Sabarimala Makaravilakku and Makarajyothi Festival



Makaravilaku – Makara Jyothi is an important festival at the famous Sabarimala Ayyappa Temple in Kerala. Legend has it that after defeating demon Mahishasura, Lord Ayyappa merged with the Dharma Shastha idol on the Makarajyothi day. It is also the most important and the last festival in the two-month Mandala Pooja – Makaravilakku Kalam at the temple. In 2015, the date of Sabarimala Makaravilakku and Makarajyothi Festival is January 15.

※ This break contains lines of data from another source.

//! Newline-delimited JSON protocol for the headless placement driver.
//!
//! Each stdin line is one [`Command`] tagged by `"cmd"`; each stdout line is
//! one [`Response`] tagged by `"type"`.

use serde::{Deserialize, Serialize};

use track_placement::{ForwardAxis, PlacementResult, RollingStockType, SegmentRef};

pub const PROTOCOL_VERSION: u32 = 1;

#[derive(Debug, Deserialize)]
#[serde(tag = "cmd", rename_all = "snake_case")]
pub enum Command {
    /// Spawn a model and begin placing it.
    Start {
        /// Unscaled local bounds as `[min, max]`. Omit when not measurable.
        #[serde(default)]
        bounds: Option<[[f32; 3]; 2]>,
        #[serde(default)]
        forward_axis: ForwardAxis,
        #[serde(default)]
        hint: Option<String>,
        /// Skip scale classification and use this scale.
        #[serde(default)]
        scale: Option<f32>,
    },
    /// Pointer moved to a world-space position.
    Pointer { x: f32, y: f32, z: f32 },
    Commit,
    Cancel,
    /// Collect the outcome of a finished session.
    Finish,
    Quit,
}

#[derive(Debug, Serialize)]
pub struct Response {
    pub protocol_version: u32,
    #[serde(flatten)]
    pub payload: Payload,
}

#[derive(Debug, Serialize)]
#[serde(tag = "type", rename_all = "snake_case")]
pub enum Payload {
    Ready {
        edges: usize,
        strategy: Option<String>,
    },
    Started {
        scale: f32,
        detected_type: Option<RollingStockType>,
        notification: String,
    },
    Preview {
        placement: Option<PlacementReport>,
    },
    Committed {
        placement: PlacementReport,
    },
    Rejected {
        reason: String,
    },
    Cancelled,
    Finished {
        outcome: String,
        /// Final world transform of the model when it was committed.
        translation: Option<[f32; 3]>,
        yaw: Option<f32>,
    },
    Error {
        message: String,
    },
    Goodbye,
}

#[derive(Debug, Serialize)]
pub struct PlacementReport {
    pub position: [f32; 3],
    pub yaw: f32,
    pub is_valid: bool,
    pub segment: String,
    pub t: f32,
    pub distance: f32,
}

impl From<&PlacementResult> for PlacementReport {
    fn from(result: &PlacementResult) -> Self {
        let segment = match result.segment {
            SegmentRef::Edge(id) => id.to_string(),
            SegmentRef::Piece(index) => format!("piece#{index}"),
        };
        Self {
            position: result.position.to_array(),
            yaw: result.yaw,
            is_valid: result.is_valid,
            segment,
            t: result.t,
            distance: result.distance,
        }
    }
}

pub fn response(payload: Payload) -> Response {
    Response {
        protocol_version: PROTOCOL_VERSION,
        payload,
    }
}
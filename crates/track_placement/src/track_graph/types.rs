use std::fmt;

use bevy::prelude::*;
use serde::{Deserialize, Serialize};

use crate::curve::CurveDefinition;

#[derive(Debug, Clone, Copy, PartialEq, Eq, Hash, PartialOrd, Ord, Serialize, Deserialize)]
pub struct NodeId(pub u32);

#[derive(Debug, Clone, Copy, PartialEq, Eq, Hash, PartialOrd, Ord, Serialize, Deserialize)]
pub struct EdgeId(pub u32);

impl fmt::Display for NodeId {
    fn fmt(&self, f: &mut fmt::Formatter<'_>) -> fmt::Result {
        write!(f, "node#{}", self.0)
    }
}

impl fmt::Display for EdgeId {
    fn fmt(&self, f: &mut fmt::Formatter<'_>) -> fmt::Result {
        write!(f, "edge#{}", self.0)
    }
}

/// A track junction or piece boundary at a fixed world position.
#[derive(Debug, Clone, PartialEq)]
pub struct GraphNode {
    pub id: NodeId,
    pub position: Vec3,
}

/// A piece of track between two nodes. Pure data.
#[derive(Debug, Clone, PartialEq)]
pub struct GraphEdge {
    pub id: EdgeId,
    pub from: NodeId,
    pub to: NodeId,
    pub curve: CurveDefinition,
}

/// Structural violations detected while building a [`TrackGraph`](super::TrackGraph).
#[derive(Debug, Clone, PartialEq)]
pub enum TrackGraphError {
    /// An edge references a node that is not part of the graph.
    InvalidEdge { edge: EdgeId, missing_node: NodeId },
    /// Two nodes share the same id.
    DuplicateNode(NodeId),
    /// Two edges share the same id.
    DuplicateEdge(EdgeId),
}

impl fmt::Display for TrackGraphError {
    fn fmt(&self, f: &mut fmt::Formatter<'_>) -> fmt::Result {
        match self {
            TrackGraphError::InvalidEdge { edge, missing_node } => {
                write!(f, "Invalid edge: {edge} references missing {missing_node}")
            }
            TrackGraphError::DuplicateNode(id) => write!(f, "Duplicate node id: {id}"),
            TrackGraphError::DuplicateEdge(id) => write!(f, "Duplicate edge id: {id}"),
        }
    }
}

impl std::error::Error for TrackGraphError {}
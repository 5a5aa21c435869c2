//! Synthetic stand-ins for real work.
//!
//! A [`Workload`] has two halves: a CPU-bound [`compute`](Workload::compute) step
//! that touches no shared state, and an I/O-like wait. The wait comes in two
//! flavours so the same workload can be driven by every strategy:
//! [`wait`](Workload::wait) parks the calling OS thread, while
//! [`wait_cooperative`](Workload::wait_cooperative) only suspends the calling task
//! and hands the thread back to the scheduler.

use std::time::Duration;

use typed_builder::TypedBuilder;

use crate::error::WorkloadError;

/// One unit of work, shared by reference across every worker of a run.
pub trait Workload
where
    Self: Send + Sync + 'static,
{
    /// CPU-bound, side-effect free part of task `task_id`.
    fn compute(&self, task_id: usize) -> Result<f64, WorkloadError>;

    /// How long the simulated I/O takes.
    fn io_wait(&self) -> Duration;

    /// Block the calling thread for [`io_wait`](Workload::io_wait).
    fn wait(&self) {
        wait(self.io_wait());
    }

    /// Suspend the calling task for [`io_wait`](Workload::io_wait) without blocking
    /// the thread it runs on.
    fn wait_cooperative(&self) -> impl Future<Output = ()> + Send {
        tokio::time::sleep(self.io_wait())
    }
}

/// The reference workload: a trigonometric sum plus a fixed sleep.
///
/// ```
/// use std::time::Duration;
/// use contention::workload::{SimulatedWorkload, Workload};
///
/// let workload = SimulatedWorkload::builder()
///     .intensity(1_000)
///     .io_wait(Duration::from_millis(1))
///     .build();
/// assert_eq!(workload.compute(0).unwrap(), workload.compute(7).unwrap());
/// ```
#[derive(Debug, Clone, TypedBuilder)]
pub struct SimulatedWorkload {
    /// Number of loop iterations in the compute step.
    #[builder(default = DEFAULT_INTENSITY)]
    pub intensity: u64,
    #[builder(default = DEFAULT_IO_WAIT)]
    pub io_wait: Duration,
}

pub const DEFAULT_INTENSITY: u64 = 500_000;
pub const DEFAULT_IO_WAIT: Duration = Duration::from_millis(50);

impl Default for SimulatedWorkload {
    fn default() -> Self {
        Self::builder().build()
    }
}

impl Workload for SimulatedWorkload {
    fn compute(&self, _task_id: usize) -> Result<f64, WorkloadError> {
        Ok(compute(self.intensity))
    }

    fn io_wait(&self) -> Duration {
        self.io_wait
    }
}

/// `Σ sqrt(i) * sin(i)` for `i` in `0..intensity`.
///
/// Deterministic for a given `intensity` and proportional to it in cost.
pub fn compute(intensity: u64) -> f64 {
    (0..intensity)
        .map(|i| {
            let x = i as f64;
            x.sqrt() * x.sin()
        })
        .sum()
}

/// Park the current thread for roughly `duration`.
pub fn wait(duration: Duration) {
    if !duration.is_zero() {
        std::thread::sleep(duration);
    }
}
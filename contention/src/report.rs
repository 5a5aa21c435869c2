use std::{fmt::Debug, io::Write, time::Duration};

use async_trait::async_trait;
use parking_lot::Mutex;
use serde::{Deserialize, Serialize};

use crate::{
    error::Error,
    executor::ConcurrencyMode,
    record::{TaskEntry, round_to},
    shared::StoreStats,
};

/// Outcome of one strategy invocation.
///
/// Built once by the [`Comparator`](crate::Comparator), handed back to the caller
/// and never kept around.
#[derive(Debug, Clone, PartialEq, Serialize, Deserialize)]
pub struct RunReport {
    pub strategy: String,
    pub items_processed: usize,
    /// Wall clock time of the whole run, to the millisecond.
    pub duration_seconds: f64,
    pub results: Vec<TaskEntry>,
    pub concurrency: ConcurrencyMode,
    #[serde(default, skip_serializing_if = "Option::is_none")]
    pub max_concurrency: Option<usize>,
    /// Counter value right after the run.
    #[serde(default, skip_serializing_if = "Option::is_none")]
    pub shared_counter: Option<u64>,
    #[serde(default, skip_serializing_if = "Option::is_none")]
    pub store_stats: Option<StoreStats>,
}

impl RunReport {
    pub fn new(
        strategy: impl Into<String>,
        concurrency: ConcurrencyMode,
        elapsed: Duration,
        results: Vec<TaskEntry>,
    ) -> Self {
        Self {
            strategy: strategy.into(),
            items_processed: results.len(),
            duration_seconds: round_to(elapsed.as_secs_f64(), 3),
            results,
            concurrency,
            max_concurrency: None,
            shared_counter: None,
            store_stats: None,
        }
    }

    pub fn completed(&self) -> usize {
        self.results.iter().filter(|e| e.is_completed()).count()
    }

    pub fn failed(&self) -> usize {
        self.results.len() - self.completed()
    }
}

/// Point-in-time view of the process for monitoring.
#[derive(Debug, Clone, PartialEq, Serialize, Deserialize)]
pub struct SystemInfo {
    pub cpu_count: usize,
    pub shared_counter: u64,
    pub store_stats: StoreStats,
}

/// Sends reports somewhere: stdout, a file, a socket.
#[async_trait]
pub trait Reporter<R>
where
    R: Serialize + Debug + Sync,
{
    async fn report(&self, report: &R) -> Result<(), Error>;
}

/// Writes every report as one JSON document followed by a newline.
pub struct JsonReporter<W> {
    out: Mutex<W>,
    pretty: bool,
}

impl JsonReporter<std::io::Stdout> {
    pub fn stdout(pretty: bool) -> Self {
        Self::new(std::io::stdout(), pretty)
    }
}

impl<W: Write + Send> JsonReporter<W> {
    pub fn new(out: W, pretty: bool) -> Self {
        Self {
            out: Mutex::new(out),
            pretty,
        }
    }

    pub fn into_inner(self) -> W {
        self.out.into_inner()
    }
}

#[async_trait]
impl<R, W> Reporter<R> for JsonReporter<W>
where
    R: Serialize + Debug + Sync,
    W: Write + Send,
{
    async fn report(&self, report: &R) -> Result<(), Error> {
        let json = if self.pretty {
            serde_json::to_string_pretty(report)?
        } else {
            serde_json::to_string(report)?
        };
        let mut out = self.out.lock();
        writeln!(out, "{json}")?;
        out.flush()?;
        Ok(())
    }
}

#[cfg(test)]
mod tests {
    use super::*;
    use crate::record::TaskSummary;

    fn sample() -> RunReport {
        RunReport::new(
            "sequential",
            ConcurrencyMode::None,
            Duration::from_millis(1234),
            vec![TaskEntry::Completed(TaskSummary::new(0, 1.0, "w"))],
        )
    }

    #[test]
    fn duration_rounded_to_millis() {
        let report = RunReport::new(
            "x",
            ConcurrencyMode::Async,
            Duration::from_micros(1_234_567),
            vec![],
        );
        assert_eq!(report.duration_seconds, 1.235);
    }

    #[test]
    fn optional_sections_are_omitted() {
        let json = serde_json::to_value(sample()).unwrap();
        assert_eq!(json["strategy"], "sequential");
        assert_eq!(json["items_processed"], 1);
        assert_eq!(json["concurrency"], "none");
        assert!(json.get("shared_counter").is_none());
        assert!(json.get("store_stats").is_none());
    }

    #[test]
    fn parallel_sections_are_serialized() {
        let mut report = sample();
        report.concurrency = ConcurrencyMode::Parallel;
        report.max_concurrency = Some(5);
        report.shared_counter = Some(7);
        report.store_stats = Some(StoreStats {
            total_items: 7,
            operations: 7,
        });
        let json = serde_json::to_value(&report).unwrap();
        assert_eq!(json["concurrency"], "parallel");
        assert_eq!(json["max_concurrency"], 5);
        assert_eq!(json["shared_counter"], 7);
        assert_eq!(json["store_stats"]["operations"], 7);
    }

    #[tokio::test]
    async fn json_reporter_writes_one_line_per_report() {
        let reporter = JsonReporter::new(Vec::new(), false);
        reporter.report(&sample()).await.unwrap();
        reporter.report(&sample()).await.unwrap();

        let written = String::from_utf8(reporter.into_inner()).unwrap();
        let lines: Vec<&str> = written.lines().collect();
        assert_eq!(lines.len(), 2);
        let parsed: RunReport = serde_json::from_str(lines[0]).unwrap();
        assert_eq!(parsed, sample());
    }
}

Sabarimala Makaravilakku and Makarajyothi Festival is witnessed by thousands of Ayyappa devotees. The evening deeparadhana is the most important event on the day. On the day for deeparadhana, Lord Ayyappa appears before the devotees fully attired in the Thrivaabharanam – gold ornaments – which is specially brought from the Pandalam Palace.

Before the evening deeparadhana, an eagle hovers over the Sabarimala Temple. Next the Makara Star appears on the sky – Makarajyothi is the star that appears on the sky on the day in the evening. Next is the appearance of Makaravilakku – it is the light that appears three times in the distant hill at Ponnambala Medu.

Legend has it that Lord Parashurama first lit the Makaravilakku after installing the idol of Lord Ayyappa. It is also believed that the tribals who were harassed by the demon Mahishasura first lit the light to celebrate the slaying of their tormentor by Ayyappa.

The lighting of Sabarimala Makaravilakku is a major controversy and is a pet theme of atheists and Christian missionaries to attack Hinduism and its rituals.

But last year the during a major controversy regarding Makaravilakku, the chief priest or Tantri of Sabarimala in a press release stated that the Makaravilakku was a fire lit by human hand on the hill neighboring Sabarimala while the Makarajyothi was a star that appeared in the evening sky on the day marking the culmination of the annual festival.

It is the star that is worshiped as a celestial light. The Makaravilakku is merely a ritual involving the lighting of a fire as a symbolic act.

On the same day, Makar Sankranti and Uttarayan are observed throughout India.